I want my child to know that at any age she can come to me with her boo-boos.
Yes, she came to me with them when she was two, four, six…and she can come to me when she’s sixteen.
Though her pains and tears will come from drastically different sources, she can still find comfort in the one person that still had time to kiss her boo-boos and wipe her tears away — even she was six-years-old.
She can still find comfort in the arms of a mom who doesn’t just say, “Dry it up! Be tough!”
No, she knows she has a listening ear to confide in, a shoulder to cry on and a heart to care.
It may look silly to you to see me hugging, speaking gently and acknowledging each scrape and bruise. But to my six-year-old? It means the world.

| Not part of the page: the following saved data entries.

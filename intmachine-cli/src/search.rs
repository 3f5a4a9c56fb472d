// SPDX-FileCopyrightText: 2026 Eli Array Minkoff
//
// SPDX-License-Identifier: 0BSD

use anyhow::{Result, bail};
use clap::{Parser, ValueHint};
use intmachine::host;
use std::path::PathBuf;

use crate::load_program;

#[derive(Debug, Parser)]
pub(crate) struct SearchArgs {
    /// File containing the program to patch, or "-" to read it from stdin
    #[arg(value_name = "PROGRAM", value_hint = ValueHint::FilePath)]
    program: PathBuf,
    /// The value address 0 should hold once the program halts
    #[arg(short, long, allow_negative_numbers = true)]
    target: i64,
    /// The largest value to try at each address
    #[arg(short, long, default_value_t = 99, value_parser = clap::value_parser!(i64).range(0..))]
    max: i64,
}

impl SearchArgs {
    pub(crate) fn run(&self) -> Result<()> {
        let program = load_program(&self.program)?;
        let Some((noun, verb)) = host::search_patch(&program, self.target, 0..=self.max) else {
            bail!(
                "no values in 0..={} leave {} at address 0",
                self.max,
                self.target
            );
        };
        log::info!("found noun = {noun}, verb = {verb}");
        println!("{noun},{verb}");
        Ok(())
    }
}

#[cfg(test)]
mod tests {
    use super::*;

    #[test]
    fn max_must_not_be_negative() {
        assert!(SearchArgs::try_parse_from(["search", "-", "-t", "5", "-m", "-1"]).is_err());
        let args = SearchArgs::try_parse_from(["search", "-", "-t", "-5"]).unwrap();
        assert_eq!((args.target, args.max), (-5, 99));
    }
}
#[cfg(test)]
mod tests {
    use super::*;

    #[test]
    fn empty_chains_pass_the_signal_through() {
        let program = Program::from(vec![99]);
        assert_eq!(amplifier_chain(&program, &[], 7), Ok(7));
        assert_eq!(feedback_loop(&program, &[], 7), Ok(7));
        assert_eq!(
            best_phase_setting(&program, &[], 0, ChainMode::Feedback),
            Ok(None)
        );
    }

    #[test]
    fn silent_amplifiers() {
        let program = Program::from(vec![3, 0, 3, 0, 99]);
        assert_eq!(
            amplifier_chain(&program, &[1, 2], 0),
            Err(HostError::NoOutput { index: 0 })
        );
        // reads only its phase
        let program = Program::from(vec![3, 0, 99]);
        assert_eq!(
            feedback_loop(&program, &[1, 2], 0),
            Err(HostError::NoOutput { index: 1 })
        );
    }

    #[test]
    fn feedback_failure_reports_root_cause() {
        // with a nonzero phase, outputs the signal and halts. With phase 0, hits an invalid
        // opcode, which leaves the machine after it waiting on a disconnected channel
        let program = Program::parse("3,20,3,21,1005,20,9,42,99,4,21,99").unwrap();
        assert_eq!(
            feedback_loop(&program, &[1, 0, 1], 5),
            Err(HostError::Machine {
                index: 1,
                error: MachineError::InvalidOpcode { opcode: 42, pc: 7 },
            })
        );
    }

    #[test]
    fn finish_while_awaiting_input() {
        let handle = spawn(Machine::new([3, 0, 99]), None);
        assert_eq!(
            handle.finish(),
            Err(HostError::Machine {
                index: 0,
                error: MachineError::Port {
                    error: PortError::Disconnected,
                    pc: 0
                }
            })
        );
    }

    #[test]
    fn feed_after_halt() {
        let handle = spawn(Machine::new([104, 1, 99]), Some(0));
        assert_eq!(handle.outputs().collect_vec(), [1]);
        while !handle.is_finished() {
            thread::yield_now();
        }
        assert_eq!(handle.feed(1), Err(PortError::Disconnected));
        assert!(handle.finish().is_ok());
    }

    #[test]
    fn fed_values_keep_their_order() {
        // IN [20], IN [21], OUT [20], OUT [21]
        let program = Program::from(vec![3, 20, 3, 21, 4, 20, 4, 21, 99]);
        for _ in 0..200 {
            let handle = spawn(Machine::from_program(&program), Some(0));
            for value in 1..=2 {
                handle.feed(value).unwrap();
            }
            assert_eq!(handle.outputs().collect_vec(), [1, 2]);
            assert!(handle.finish().unwrap().is_halted());
        }
    }

    #[test]
    fn controller_can_stop_driving() {
        let mut machine = Machine::new([104, 3, 3, 0, 99]);
        let mut stop = |_: &[i64]| -> Option<i64> { None };
        assert_eq!(drive(&mut machine, &mut stop), Ok((vec![3], State::Awaiting)));
        assert_eq!(machine.program_counter(), 2);
    }
}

Why would my teenager think I would care enough to listen to her problems, struggles and pains if I never took the time to kiss her boo-boos, wiper her tears and whisper, “It’ll be ok” in her tiny ear.
I’m not talking about encouraging incessant whining, fits of anger and selfish tantrums.
I’m talking about taking a few moments to listen…to care.
So, yes, dear onlooker. I did just kiss my six-year-old’s boo-boo.
I did just pick her up and cuddle her about her finger getting smashed in the door.
And maybe, just maybe you should consider kissing your six-year-old’s boo-boo next time she falls off her purple bike with yellow streamers. It’s ok if people give you sideway glances that seem to say, “Stop babying her”
Don’t worry about those glances, those opinions. Only concern yourself with this moment that means the moon and stars to your child.
Sure, it’s not the end of the world and her dog didn’t die — but to her? It’s a big deal.
And for that reason, dear on-looker, I will continue to console my children in moments of seemingly despair. Because those little moments create memories of mom “being there.”
And I plan on “being there” now, tomorrow and in the years to come.
And I’ll be there waiting — waiting to kiss my child’s boo-boos.